- **Task description**: Pull every line holding the word "could" from the data below and copy it.

- **Listed entries**:
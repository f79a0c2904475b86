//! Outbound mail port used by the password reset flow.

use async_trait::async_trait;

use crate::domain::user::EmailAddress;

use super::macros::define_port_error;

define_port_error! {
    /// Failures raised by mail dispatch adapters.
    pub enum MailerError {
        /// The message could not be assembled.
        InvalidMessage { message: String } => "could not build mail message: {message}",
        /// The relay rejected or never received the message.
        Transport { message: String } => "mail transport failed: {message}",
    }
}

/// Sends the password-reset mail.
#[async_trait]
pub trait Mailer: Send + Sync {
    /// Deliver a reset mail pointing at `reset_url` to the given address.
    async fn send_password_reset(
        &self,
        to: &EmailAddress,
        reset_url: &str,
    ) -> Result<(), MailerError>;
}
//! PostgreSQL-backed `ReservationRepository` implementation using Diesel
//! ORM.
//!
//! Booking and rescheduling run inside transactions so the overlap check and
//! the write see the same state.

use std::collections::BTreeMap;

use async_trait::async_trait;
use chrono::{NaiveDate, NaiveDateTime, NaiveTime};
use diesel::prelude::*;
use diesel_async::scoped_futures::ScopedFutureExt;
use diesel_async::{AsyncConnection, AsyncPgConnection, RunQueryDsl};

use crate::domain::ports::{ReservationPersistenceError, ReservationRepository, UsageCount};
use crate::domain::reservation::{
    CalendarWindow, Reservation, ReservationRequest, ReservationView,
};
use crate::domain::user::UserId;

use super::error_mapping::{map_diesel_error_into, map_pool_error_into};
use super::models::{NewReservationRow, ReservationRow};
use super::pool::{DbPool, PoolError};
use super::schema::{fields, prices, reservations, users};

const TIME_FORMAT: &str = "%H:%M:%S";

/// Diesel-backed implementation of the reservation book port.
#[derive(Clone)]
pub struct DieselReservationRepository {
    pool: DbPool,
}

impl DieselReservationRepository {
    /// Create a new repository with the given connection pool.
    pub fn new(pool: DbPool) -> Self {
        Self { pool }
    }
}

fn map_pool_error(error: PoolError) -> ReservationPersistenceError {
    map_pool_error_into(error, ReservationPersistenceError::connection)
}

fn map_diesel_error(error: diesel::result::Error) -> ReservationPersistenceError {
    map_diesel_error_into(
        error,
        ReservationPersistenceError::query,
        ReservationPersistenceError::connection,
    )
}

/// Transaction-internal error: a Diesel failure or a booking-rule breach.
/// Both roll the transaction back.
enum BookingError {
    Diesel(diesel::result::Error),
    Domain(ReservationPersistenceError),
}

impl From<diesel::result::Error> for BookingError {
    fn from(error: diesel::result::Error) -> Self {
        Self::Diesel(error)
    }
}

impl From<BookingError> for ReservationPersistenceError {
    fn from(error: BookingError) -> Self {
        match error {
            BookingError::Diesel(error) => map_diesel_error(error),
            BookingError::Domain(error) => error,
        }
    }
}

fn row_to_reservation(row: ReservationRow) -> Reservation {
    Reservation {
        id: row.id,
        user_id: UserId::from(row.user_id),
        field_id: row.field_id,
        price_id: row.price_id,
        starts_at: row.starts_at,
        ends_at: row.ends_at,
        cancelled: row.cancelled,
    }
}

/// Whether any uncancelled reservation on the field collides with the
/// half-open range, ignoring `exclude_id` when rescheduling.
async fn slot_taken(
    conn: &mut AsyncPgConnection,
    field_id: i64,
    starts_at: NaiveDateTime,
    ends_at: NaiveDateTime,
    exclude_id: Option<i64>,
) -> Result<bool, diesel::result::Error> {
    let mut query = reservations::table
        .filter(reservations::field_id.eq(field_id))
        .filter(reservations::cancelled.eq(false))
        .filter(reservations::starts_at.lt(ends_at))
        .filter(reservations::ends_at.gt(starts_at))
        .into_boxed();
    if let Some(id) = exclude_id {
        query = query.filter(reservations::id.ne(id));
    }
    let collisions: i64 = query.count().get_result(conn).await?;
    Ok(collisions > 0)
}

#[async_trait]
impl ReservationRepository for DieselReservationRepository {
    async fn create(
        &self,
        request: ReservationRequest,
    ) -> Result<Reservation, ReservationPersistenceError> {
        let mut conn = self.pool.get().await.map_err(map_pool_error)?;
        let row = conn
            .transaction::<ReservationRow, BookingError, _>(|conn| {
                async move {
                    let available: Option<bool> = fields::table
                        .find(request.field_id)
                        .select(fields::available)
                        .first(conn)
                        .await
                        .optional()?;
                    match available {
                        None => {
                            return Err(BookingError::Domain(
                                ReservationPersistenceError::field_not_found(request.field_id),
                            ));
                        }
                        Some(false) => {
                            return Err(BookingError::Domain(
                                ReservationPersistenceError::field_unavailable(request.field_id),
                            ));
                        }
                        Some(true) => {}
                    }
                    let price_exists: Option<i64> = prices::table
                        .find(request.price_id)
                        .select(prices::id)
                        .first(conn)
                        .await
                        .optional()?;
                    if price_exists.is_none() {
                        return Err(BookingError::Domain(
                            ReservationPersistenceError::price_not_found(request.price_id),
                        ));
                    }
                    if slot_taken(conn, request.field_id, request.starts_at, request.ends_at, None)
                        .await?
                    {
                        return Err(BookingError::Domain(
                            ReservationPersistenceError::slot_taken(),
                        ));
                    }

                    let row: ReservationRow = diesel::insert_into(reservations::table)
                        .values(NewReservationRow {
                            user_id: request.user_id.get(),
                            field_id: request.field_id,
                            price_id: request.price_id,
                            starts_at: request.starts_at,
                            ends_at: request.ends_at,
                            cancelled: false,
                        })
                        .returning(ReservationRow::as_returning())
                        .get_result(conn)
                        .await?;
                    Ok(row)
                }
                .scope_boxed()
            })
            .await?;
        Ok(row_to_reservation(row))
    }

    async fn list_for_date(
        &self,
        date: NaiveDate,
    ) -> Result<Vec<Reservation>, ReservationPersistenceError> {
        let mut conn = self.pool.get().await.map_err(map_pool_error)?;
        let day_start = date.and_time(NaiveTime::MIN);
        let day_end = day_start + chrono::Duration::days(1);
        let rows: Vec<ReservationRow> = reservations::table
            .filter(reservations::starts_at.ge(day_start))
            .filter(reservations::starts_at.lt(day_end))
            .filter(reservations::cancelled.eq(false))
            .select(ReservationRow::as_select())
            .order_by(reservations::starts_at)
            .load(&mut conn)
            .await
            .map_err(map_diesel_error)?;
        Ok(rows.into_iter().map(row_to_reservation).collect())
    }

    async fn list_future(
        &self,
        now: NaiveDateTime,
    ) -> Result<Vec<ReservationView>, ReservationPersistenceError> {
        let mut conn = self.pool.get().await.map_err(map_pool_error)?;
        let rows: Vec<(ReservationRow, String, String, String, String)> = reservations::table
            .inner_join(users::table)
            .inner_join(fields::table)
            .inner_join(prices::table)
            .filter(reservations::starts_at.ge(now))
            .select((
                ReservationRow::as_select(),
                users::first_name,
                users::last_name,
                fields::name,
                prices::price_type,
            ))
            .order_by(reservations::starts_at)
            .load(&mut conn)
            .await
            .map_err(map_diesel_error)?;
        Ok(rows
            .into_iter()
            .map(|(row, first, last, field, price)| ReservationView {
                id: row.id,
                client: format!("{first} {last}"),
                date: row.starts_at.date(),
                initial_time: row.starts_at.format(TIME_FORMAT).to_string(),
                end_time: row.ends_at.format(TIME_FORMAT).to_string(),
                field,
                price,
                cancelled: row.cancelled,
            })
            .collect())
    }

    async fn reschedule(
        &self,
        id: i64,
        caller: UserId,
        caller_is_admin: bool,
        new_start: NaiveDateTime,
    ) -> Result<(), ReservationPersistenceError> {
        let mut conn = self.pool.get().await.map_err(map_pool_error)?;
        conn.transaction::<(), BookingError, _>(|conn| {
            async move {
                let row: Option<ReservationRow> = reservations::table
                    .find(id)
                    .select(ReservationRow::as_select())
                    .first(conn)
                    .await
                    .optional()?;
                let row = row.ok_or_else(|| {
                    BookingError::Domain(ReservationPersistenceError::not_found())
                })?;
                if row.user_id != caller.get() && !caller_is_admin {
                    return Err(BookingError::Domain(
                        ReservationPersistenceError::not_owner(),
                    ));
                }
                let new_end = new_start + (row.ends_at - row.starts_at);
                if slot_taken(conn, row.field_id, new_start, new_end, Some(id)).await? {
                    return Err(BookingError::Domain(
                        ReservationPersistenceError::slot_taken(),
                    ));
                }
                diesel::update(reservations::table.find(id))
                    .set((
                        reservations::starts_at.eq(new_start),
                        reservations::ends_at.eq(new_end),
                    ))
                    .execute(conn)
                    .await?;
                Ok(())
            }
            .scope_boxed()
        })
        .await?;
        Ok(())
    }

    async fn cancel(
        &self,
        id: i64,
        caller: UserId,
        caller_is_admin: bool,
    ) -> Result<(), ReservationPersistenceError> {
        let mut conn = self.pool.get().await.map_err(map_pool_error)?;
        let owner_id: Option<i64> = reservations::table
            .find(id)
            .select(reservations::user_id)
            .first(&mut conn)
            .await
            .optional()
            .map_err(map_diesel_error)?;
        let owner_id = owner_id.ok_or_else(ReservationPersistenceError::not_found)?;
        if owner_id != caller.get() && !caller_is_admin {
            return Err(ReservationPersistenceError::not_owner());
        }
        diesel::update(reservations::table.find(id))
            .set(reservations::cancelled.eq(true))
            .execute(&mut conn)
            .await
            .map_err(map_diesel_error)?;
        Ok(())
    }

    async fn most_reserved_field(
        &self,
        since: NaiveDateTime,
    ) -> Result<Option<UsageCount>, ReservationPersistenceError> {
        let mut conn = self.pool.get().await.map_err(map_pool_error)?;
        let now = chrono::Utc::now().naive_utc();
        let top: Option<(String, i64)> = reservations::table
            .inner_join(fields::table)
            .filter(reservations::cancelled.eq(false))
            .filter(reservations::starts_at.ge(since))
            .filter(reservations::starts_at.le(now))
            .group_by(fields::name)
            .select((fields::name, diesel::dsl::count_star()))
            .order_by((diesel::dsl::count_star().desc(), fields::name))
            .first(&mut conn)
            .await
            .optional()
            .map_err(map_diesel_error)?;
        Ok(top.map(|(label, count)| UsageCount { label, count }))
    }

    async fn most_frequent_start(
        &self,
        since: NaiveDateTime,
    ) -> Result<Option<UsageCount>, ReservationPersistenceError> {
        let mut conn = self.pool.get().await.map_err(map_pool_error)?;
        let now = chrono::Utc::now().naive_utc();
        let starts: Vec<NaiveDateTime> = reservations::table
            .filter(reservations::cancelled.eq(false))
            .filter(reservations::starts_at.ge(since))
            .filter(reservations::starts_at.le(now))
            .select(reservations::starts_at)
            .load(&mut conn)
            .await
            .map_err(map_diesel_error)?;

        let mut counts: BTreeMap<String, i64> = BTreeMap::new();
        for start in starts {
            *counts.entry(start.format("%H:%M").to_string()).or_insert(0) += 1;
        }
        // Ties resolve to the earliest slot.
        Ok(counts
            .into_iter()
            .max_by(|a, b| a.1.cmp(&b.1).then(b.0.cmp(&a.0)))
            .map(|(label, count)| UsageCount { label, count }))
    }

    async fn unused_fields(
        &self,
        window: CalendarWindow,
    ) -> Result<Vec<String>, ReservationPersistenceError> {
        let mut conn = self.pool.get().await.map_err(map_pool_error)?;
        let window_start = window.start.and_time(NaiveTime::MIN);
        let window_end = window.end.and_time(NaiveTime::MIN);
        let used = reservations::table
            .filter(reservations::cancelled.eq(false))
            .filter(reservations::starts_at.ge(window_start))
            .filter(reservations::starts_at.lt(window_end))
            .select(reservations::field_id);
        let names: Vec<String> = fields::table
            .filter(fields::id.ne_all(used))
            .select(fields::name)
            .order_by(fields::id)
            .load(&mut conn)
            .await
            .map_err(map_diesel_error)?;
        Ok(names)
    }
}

- **Written solution**:
        /// The message could not be assembled.
        InvalidMessage { message: String } => "could not build mail message: {message}",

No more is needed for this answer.